● **What to work on**
In the material below, find each line holding the string "enum" and copy it.

- - - - -

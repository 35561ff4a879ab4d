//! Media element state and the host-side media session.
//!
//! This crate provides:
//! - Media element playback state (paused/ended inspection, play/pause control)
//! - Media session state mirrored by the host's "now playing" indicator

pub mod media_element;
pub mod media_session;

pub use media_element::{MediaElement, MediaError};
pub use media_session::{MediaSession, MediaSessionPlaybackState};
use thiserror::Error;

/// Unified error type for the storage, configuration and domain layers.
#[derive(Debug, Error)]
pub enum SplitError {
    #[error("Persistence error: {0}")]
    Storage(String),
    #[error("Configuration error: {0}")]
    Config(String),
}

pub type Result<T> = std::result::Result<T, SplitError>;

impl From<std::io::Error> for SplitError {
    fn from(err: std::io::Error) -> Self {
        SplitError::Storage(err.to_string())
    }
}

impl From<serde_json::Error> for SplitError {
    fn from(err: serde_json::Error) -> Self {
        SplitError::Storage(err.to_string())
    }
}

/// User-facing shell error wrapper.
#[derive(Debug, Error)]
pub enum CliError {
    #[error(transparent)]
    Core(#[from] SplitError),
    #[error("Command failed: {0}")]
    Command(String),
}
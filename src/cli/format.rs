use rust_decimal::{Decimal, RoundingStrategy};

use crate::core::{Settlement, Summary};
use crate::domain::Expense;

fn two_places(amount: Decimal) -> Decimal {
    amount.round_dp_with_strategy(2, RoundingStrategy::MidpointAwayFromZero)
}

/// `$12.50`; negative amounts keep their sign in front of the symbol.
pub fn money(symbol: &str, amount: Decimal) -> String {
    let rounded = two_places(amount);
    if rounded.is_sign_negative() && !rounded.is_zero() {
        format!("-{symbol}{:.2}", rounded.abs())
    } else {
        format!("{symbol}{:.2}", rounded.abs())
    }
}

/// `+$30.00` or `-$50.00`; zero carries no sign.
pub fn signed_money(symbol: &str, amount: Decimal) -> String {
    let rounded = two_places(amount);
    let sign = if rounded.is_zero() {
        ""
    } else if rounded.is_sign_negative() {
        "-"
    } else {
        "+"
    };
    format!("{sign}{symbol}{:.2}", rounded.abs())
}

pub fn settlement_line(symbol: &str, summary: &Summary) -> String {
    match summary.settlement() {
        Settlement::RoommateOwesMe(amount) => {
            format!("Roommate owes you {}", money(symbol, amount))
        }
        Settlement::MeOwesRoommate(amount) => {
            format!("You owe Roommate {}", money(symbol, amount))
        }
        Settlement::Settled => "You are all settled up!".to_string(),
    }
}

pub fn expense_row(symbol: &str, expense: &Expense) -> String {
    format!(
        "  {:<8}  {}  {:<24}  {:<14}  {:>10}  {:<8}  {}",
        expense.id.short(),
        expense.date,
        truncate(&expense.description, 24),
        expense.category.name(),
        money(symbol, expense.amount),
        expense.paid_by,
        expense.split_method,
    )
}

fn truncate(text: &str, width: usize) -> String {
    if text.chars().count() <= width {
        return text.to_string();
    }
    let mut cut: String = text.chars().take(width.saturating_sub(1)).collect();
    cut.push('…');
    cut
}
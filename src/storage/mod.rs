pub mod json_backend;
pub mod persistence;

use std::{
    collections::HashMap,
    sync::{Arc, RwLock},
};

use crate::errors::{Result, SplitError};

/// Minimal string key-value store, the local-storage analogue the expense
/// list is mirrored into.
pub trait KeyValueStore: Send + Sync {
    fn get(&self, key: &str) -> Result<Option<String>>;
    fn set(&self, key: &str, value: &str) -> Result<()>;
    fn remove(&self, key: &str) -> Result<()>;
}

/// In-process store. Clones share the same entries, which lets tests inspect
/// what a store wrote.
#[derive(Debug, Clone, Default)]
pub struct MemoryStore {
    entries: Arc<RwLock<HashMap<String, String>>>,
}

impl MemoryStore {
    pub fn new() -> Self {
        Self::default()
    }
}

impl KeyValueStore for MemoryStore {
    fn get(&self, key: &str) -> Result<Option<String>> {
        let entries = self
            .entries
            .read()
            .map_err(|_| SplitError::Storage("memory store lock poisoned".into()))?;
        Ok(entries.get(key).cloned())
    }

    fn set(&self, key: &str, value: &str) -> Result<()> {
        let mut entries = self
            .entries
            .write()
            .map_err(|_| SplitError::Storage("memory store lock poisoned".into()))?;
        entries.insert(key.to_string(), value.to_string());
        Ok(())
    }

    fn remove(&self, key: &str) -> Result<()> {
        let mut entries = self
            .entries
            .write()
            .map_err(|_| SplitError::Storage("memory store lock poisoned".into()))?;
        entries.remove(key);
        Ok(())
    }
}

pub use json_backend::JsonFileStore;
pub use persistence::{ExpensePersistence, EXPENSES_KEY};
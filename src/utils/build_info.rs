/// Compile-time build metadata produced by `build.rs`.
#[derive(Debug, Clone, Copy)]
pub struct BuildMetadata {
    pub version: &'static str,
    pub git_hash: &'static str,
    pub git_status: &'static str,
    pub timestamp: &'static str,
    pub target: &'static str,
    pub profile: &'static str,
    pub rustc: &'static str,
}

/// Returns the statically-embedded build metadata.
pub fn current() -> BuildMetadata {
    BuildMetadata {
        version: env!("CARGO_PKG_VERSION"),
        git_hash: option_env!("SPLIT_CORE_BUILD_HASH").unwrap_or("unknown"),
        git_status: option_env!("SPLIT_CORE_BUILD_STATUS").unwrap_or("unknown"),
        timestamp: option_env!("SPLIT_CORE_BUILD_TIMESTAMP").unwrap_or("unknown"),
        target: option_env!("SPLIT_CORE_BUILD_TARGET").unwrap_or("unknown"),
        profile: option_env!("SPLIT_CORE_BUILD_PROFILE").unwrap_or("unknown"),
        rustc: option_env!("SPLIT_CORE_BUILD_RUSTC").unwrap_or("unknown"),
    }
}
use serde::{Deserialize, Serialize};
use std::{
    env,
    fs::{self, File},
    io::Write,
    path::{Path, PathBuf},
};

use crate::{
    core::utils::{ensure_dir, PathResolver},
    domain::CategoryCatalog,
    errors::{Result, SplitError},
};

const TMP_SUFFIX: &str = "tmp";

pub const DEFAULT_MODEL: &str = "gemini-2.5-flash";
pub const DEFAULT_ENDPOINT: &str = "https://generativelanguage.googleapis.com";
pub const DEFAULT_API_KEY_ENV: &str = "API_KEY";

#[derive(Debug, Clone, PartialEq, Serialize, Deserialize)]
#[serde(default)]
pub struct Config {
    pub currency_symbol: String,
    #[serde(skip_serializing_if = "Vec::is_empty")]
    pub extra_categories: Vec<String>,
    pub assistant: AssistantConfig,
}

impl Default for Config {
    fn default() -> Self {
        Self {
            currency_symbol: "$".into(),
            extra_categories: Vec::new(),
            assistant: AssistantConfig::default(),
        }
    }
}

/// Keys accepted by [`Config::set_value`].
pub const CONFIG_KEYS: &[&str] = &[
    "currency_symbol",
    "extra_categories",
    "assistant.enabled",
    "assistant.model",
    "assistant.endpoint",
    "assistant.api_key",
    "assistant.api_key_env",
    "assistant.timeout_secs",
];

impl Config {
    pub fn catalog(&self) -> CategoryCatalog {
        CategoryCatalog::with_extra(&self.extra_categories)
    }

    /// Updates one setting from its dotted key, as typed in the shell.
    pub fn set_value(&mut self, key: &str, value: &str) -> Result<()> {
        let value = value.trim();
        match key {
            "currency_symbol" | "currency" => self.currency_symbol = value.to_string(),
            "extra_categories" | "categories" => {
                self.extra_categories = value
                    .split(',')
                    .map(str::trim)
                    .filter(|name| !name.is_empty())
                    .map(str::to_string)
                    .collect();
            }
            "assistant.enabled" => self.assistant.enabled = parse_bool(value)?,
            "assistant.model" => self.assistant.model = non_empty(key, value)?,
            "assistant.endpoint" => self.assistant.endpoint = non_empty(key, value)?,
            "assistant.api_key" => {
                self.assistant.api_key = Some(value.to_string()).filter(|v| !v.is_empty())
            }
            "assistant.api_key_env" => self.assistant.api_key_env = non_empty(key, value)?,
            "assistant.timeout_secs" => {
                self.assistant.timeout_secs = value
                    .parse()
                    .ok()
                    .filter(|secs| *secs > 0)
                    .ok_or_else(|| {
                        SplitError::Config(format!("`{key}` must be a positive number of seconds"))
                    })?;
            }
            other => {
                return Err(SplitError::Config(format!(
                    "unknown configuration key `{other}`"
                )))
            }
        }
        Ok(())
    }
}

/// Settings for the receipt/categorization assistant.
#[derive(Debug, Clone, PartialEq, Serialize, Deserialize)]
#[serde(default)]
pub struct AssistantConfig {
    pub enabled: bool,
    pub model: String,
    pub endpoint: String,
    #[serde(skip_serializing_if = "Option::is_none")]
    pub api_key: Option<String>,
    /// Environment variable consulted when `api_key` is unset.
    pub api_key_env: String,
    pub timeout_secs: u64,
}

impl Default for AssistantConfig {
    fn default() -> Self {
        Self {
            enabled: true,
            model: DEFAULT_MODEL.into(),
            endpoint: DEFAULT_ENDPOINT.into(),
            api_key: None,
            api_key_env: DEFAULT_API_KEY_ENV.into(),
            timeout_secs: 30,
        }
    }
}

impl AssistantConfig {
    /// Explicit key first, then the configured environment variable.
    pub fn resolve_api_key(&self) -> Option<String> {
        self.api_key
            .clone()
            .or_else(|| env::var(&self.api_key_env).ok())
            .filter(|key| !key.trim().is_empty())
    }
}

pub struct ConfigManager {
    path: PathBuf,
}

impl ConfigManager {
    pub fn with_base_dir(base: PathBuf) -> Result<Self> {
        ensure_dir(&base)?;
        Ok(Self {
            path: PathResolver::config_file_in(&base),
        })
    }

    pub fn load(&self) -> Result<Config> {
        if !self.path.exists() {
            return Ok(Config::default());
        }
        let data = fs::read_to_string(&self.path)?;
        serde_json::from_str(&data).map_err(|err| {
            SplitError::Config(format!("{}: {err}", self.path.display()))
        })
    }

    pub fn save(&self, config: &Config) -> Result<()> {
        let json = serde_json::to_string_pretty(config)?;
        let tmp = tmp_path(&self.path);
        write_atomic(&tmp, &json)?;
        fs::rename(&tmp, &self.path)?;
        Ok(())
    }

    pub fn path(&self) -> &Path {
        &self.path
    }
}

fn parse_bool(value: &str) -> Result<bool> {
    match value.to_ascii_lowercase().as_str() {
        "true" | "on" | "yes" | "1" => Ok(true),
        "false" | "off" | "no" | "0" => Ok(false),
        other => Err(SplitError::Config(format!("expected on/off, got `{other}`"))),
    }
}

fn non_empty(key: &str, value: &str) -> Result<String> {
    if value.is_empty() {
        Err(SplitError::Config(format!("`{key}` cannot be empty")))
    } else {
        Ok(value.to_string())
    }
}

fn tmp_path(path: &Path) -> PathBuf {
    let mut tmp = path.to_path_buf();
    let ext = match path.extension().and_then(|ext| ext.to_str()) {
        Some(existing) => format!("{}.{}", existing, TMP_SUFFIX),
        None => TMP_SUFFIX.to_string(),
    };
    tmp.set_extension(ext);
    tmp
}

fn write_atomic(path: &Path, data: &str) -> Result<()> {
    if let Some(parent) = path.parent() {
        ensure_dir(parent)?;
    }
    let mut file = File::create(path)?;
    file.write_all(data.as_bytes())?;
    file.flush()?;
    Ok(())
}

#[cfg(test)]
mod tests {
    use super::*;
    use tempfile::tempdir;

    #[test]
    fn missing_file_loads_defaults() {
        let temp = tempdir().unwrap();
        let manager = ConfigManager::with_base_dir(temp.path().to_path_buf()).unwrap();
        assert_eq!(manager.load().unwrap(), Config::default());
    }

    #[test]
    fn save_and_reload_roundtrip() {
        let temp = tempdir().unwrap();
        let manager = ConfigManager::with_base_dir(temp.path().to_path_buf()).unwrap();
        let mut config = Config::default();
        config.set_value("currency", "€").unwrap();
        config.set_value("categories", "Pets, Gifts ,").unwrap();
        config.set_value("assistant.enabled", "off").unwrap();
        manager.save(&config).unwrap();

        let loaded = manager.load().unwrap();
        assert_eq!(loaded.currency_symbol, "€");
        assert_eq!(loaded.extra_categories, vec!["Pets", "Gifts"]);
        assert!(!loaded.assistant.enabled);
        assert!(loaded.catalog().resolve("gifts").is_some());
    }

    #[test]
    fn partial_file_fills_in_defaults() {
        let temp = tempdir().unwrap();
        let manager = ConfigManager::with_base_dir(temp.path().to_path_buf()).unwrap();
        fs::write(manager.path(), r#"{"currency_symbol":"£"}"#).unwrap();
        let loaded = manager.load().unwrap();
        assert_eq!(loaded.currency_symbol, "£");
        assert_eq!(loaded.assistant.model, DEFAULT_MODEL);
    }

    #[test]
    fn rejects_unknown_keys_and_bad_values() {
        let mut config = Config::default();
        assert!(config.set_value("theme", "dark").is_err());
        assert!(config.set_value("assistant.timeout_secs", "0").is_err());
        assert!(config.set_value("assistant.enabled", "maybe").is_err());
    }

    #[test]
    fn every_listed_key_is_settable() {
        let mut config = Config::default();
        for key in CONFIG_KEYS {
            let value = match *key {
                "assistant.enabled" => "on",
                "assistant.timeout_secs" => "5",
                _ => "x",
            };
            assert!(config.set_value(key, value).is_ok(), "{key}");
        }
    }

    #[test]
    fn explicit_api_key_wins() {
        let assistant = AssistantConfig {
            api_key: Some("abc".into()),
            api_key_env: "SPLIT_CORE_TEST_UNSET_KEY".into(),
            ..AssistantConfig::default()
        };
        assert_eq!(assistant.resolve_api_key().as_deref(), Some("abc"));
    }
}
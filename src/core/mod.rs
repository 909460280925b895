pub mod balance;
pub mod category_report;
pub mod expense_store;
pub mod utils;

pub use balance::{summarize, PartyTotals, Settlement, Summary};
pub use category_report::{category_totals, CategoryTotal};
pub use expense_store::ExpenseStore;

- - - - -

● **Task solution**
pub enum SplitError {
pub enum CliError {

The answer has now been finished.